В материалах уголовного дела есть протокол опроса жительницы Наровли Ольги Полянской. Из него следует, что староста деревни Лиховня, в которой вместе с детьми укрывалась Ольга, заявил в полицию, что в одном из домов прячут детей еврея. Днем 29 апреля 1942 года приехал полицейский. Увидев его, Ольга схватила ребят и побежала в сарай, где спряталась на чердаке. Но их все же нашли. Когда это случилось, женщина на руках держала маленькую девочку, а мальчики сидели рядом. Полицаи с немцами бросились к детям, схватили их и швырнули на подводу, не обращая внимания на душераздирающие крики детей, мольбы оставить малышей в покое. Из рук матери вырвали ребенка, Ольга потеряла сознание. Очевидцы потом рассказывали, что малышей вывезли за деревню, по дороге их все время избивали и только после этого мальчиков расстреляли. Особенно жестоко издевались над девочкой: ее трижды подбрасывали вверх и стреляли. Первые два раза немцы не попали, и несчастный ребенок падал на лед. И лишь в третий раз пуля пронзила маленькое тельце.
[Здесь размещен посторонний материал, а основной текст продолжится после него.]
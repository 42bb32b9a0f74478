use std::path::PathBuf;

use amount_core::{EntrySession, format_two_decimals};
use amount_pad::logging::init_tracing;
use amount_pad::{KeyScript, describe_expression, load_config};
use anyhow::{Context, Result};
use clap::{Parser, Subcommand};
use rust_decimal::Decimal;
use tracing::info;

// ─── CLI definition ──────────────────────────────────────────────────────────

/// Drive the amount-entry keypad from the command line.
///
/// Replays key scripts through an entry session the way the bill form does,
/// or evaluates an amount expression directly.
#[derive(Debug, Parser)]
#[command(name = "amount-pad")]
#[command(version, about, long_about = None)]
struct Cli {
    /// Increase log output (-v info, -vv debug, -vvv trace). RUST_LOG wins.
    #[arg(short, long, action = clap::ArgAction::Count, global = true)]
    verbose: u8,

    #[command(subcommand)]
    command: Command,
}

#[derive(Debug, Subcommand)]
enum Command {
    /// Replay a key script, e.g. "12.5+7 = =".
    Replay {
        /// Whitespace-separated keys; runs of single-character keys may be joined.
        #[arg(allow_hyphen_values = true)]
        script: String,

        /// Existing amount to start from, as when editing a bill.
        #[arg(short, long)]
        amount: Option<Decimal>,

        /// TOML file with display settings.
        #[arg(short, long)]
        config: Option<PathBuf>,

        /// Print the form state after every key.
        #[arg(short, long, default_value_t = false)]
        steps: bool,
    },

    /// Evaluate an amount or chain and report whether it can be saved.
    Eval {
        /// Expression such as "12.50+7-3.20" or "-5+3".
        #[arg(allow_hyphen_values = true)]
        expression: String,
    },
}

// ─── commands ────────────────────────────────────────────────────────────────

fn replay(
    script: &str,
    amount: Option<Decimal>,
    config: Option<PathBuf>,
    steps: bool,
) -> Result<()> {
    let config = load_config(config.as_deref()).context("Failed to load configuration")?;
    let keys = KeyScript::parse(script).with_context(|| format!("Failed to parse: {script}"))?;

    let mut session = amount.map_or_else(EntrySession::new, EntrySession::with_amount);
    info!(keys = keys.len(), start = %session.buffer(), "replaying script");

    let trace = KeyScript::replay(&mut session, &keys, &config);
    if steps {
        for step in &trace {
            println!("{step}");
        }
    }

    println!("display: {}", session.display(&config));
    println!(
        "commit:  {}{}",
        config.label_for(session.commit_label()),
        if session.can_commit() { "" } else { " (disabled)" }
    );
    println!("phase:   {}", session.phase());
    if let Some(saved) = session.saved_amount() {
        println!("amount:  {}", format_two_decimals(saved));
    }

    Ok(())
}

fn eval(expression: &str) -> Result<()> {
    let description = describe_expression(expression)
        .with_context(|| format!("Failed to evaluate: {expression}"))?;
    println!("{description}");
    Ok(())
}

// ─── entry point ─────────────────────────────────────────────────────────────

fn main() -> Result<()> {
    let cli = Cli::parse();
    init_tracing(cli.verbose);

    match cli.command {
        Command::Replay {
            script,
            amount,
            config,
            steps,
        } => replay(&script, amount, config, steps),
        Command::Eval { expression } => eval(&expression),
    }
}
//! Whether a finished buffer may be saved, and the amount it stands for.
//!
//! The save control is enabled only while [`is_savable`] holds. It is
//! checked on every buffer change and once more, through [`check_savable`],
//! right before the amount is handed to the save flow.

use rust_decimal::Decimal;
use thiserror::Error;
use tracing::debug;

use crate::entry::common::has_internal_operator;
use crate::entry::evaluator::{EvalError, evaluate};

/// Reasons a buffer cannot be saved.
#[derive(Debug, Clone, PartialEq, Eq, Error)]
pub enum AmountError {
    /// The buffer is not a well-formed amount or chain.
    #[error(transparent)]
    Malformed(#[from] EvalError),

    /// The buffer evaluates, but not to a strictly positive amount.
    #[error("amount must be greater than zero, got {0}")]
    NonPositive(Decimal),
}

/// Returns the amount a buffer stands for.
///
/// A chain is evaluated; a single term is parsed as a literal.
///
/// # Errors
///
/// Returns [`EvalError`] if the buffer is empty, is a bare sign, or is not a
/// well-formed chain.
///
/// # Example
///
/// ```
/// use rust_decimal_macros::dec;
/// use amount_core::entry::policy::finalize;
///
/// assert_eq!(finalize("12.50+7-3.20"), Ok(dec!(16.30)));
/// assert_eq!(finalize("-5+3"), Ok(dec!(-2)));
/// assert!(finalize("12.").is_err());
/// ```
pub fn finalize(buffer: &str) -> Result<Decimal, EvalError> {
    // A literal is a chain of one term; the evaluator handles both.
    evaluate(buffer)
}

/// Returns the amount to save, or why the buffer cannot be saved.
///
/// # Errors
///
/// Returns [`AmountError::Malformed`] when [`finalize`] fails and
/// [`AmountError::NonPositive`] when the amount is zero or negative.
pub fn check_savable(buffer: &str) -> Result<Decimal, AmountError> {
    let amount = finalize(buffer)?;
    if amount <= Decimal::ZERO {
        return Err(AmountError::NonPositive(amount));
    }
    Ok(amount)
}

/// Returns `true` if the buffer denotes a strictly positive amount.
///
/// # Example
///
/// ```
/// use amount_core::entry::policy::is_savable;
///
/// assert!(is_savable("0.01"));
/// assert!(is_savable("5+3"));
/// assert!(!is_savable("0.00"));
/// assert!(!is_savable("-5+3"));
/// assert!(!is_savable("-"));
/// ```
pub fn is_savable(buffer: &str) -> bool {
    if buffer.is_empty() || buffer == "-" {
        return false;
    }
    let result = check_savable(buffer);
    if let Err(error) = &result {
        debug!(%buffer, chain = has_internal_operator(buffer), %error, "not savable");
    }
    result.is_ok()
}

#[cfg(test)]
mod tests {
    use pretty_assertions::assert_eq;
    use rust_decimal_macros::dec;

    use super::*;
    use crate::entry::common::format_two_decimals;
    use crate::entry::evaluator::MalformedReason;

    // =========================================================================
    // is_savable tests
    // =========================================================================

    #[test]
    fn empty_buffer_and_bare_sign_are_not_savable() {
        assert!(!is_savable(""));
        assert!(!is_savable("-"));
    }

    #[test]
    fn zero_is_not_savable() {
        assert!(!is_savable("0"));
        assert!(!is_savable("0.00"));
        assert!(!is_savable("00"));
    }

    #[test]
    fn smallest_positive_amount_is_savable() {
        assert!(is_savable("0.01"));
    }

    #[test]
    fn negative_literals_are_not_savable() {
        assert!(!is_savable("-5"));
        assert!(!is_savable("-0.01"));
    }

    #[test]
    fn chains_are_savable_when_positive() {
        assert!(is_savable("5+3"));
        assert!(is_savable("-5+6"));
        assert!(!is_savable("-5+3"));
        assert!(!is_savable("5-5"));
    }

    #[test]
    fn unfinished_input_is_not_savable() {
        assert!(!is_savable("12+"));
        assert!(!is_savable("12."));
        assert!(!is_savable("1+2."));
    }

    // =========================================================================
    // finalize / check_savable tests
    // =========================================================================

    #[test]
    fn finalize_evaluates_chains() {
        assert_eq!(finalize("12.50+7-3.20"), Ok(dec!(16.30)));
        assert_eq!(finalize("-5+3"), Ok(dec!(-2)));
    }

    #[test]
    fn finalize_parses_literals() {
        assert_eq!(finalize("42"), Ok(dec!(42)));
        assert_eq!(finalize("-5.00"), Ok(dec!(-5)));
    }

    #[test]
    fn finalize_reports_malformed_input() {
        for input in ["12++3", "+12", "12.", "", "-"] {
            let error = finalize(input).unwrap_err();
            assert!(error.is_malformed(), "{input:?} gave {error:?}");
        }
    }

    #[test]
    fn finalize_rejects_terms_it_would_have_to_round() {
        let input = "1.999999999999999999999999999999";

        assert_eq!(finalize(input), Err(EvalError::Overflow(input.to_string())));
        assert!(!is_savable(input));
    }

    #[test]
    fn finalize_round_trips_two_decimal_formatting() {
        for value in [dec!(0.01), dec!(0.1), dec!(1), dec!(12.5), dec!(16.30), dec!(99999.99)] {
            assert_eq!(finalize(&format_two_decimals(value)), Ok(value));
        }
    }

    #[test]
    fn check_savable_separates_non_positive_from_malformed() {
        assert_eq!(check_savable("7.25"), Ok(dec!(7.25)));
        assert_eq!(
            check_savable("-5+3"),
            Err(AmountError::NonPositive(dec!(-2)))
        );
        assert_eq!(
            check_savable("12+"),
            Err(AmountError::Malformed(EvalError::MalformedExpression {
                input: "12+".to_string(),
                reason: MalformedReason::EmptyTerm { index: 1 },
            }))
        );
    }
}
— Таких бесчеловечных фактов множество. Так, в ноябре 1941 года жительница райцентра Алена Прудникова на улице встретила двух полицейских, один из них нес узелок с вещами, второй — девочку лет трех, — рассказывает Павел Ярмош. — Вновь она увидела их в столовой. Один из полицейских поставил ее на стул и дал поесть. Другой же сбросил ее со стула и унес на реку, где и расстрелял. Когда ее уносили из столовой, она кричала: «Дядя, не убивайте меня, мой папа русский!»
Были еще десятки невинно убиенных — расстрелянных, сожженных, утопленных, похороненных заживо, — которые могли бы в будущем строить города, лечить людей, воспитывать детей. К сожалению, о фактической уголовной ответственности за эти преступления сейчас говорить не приходится: большинства виновных уже нет в живых. Но мы должны знать сами факты преступлений, чтобы никогда не позволить повториться подобному.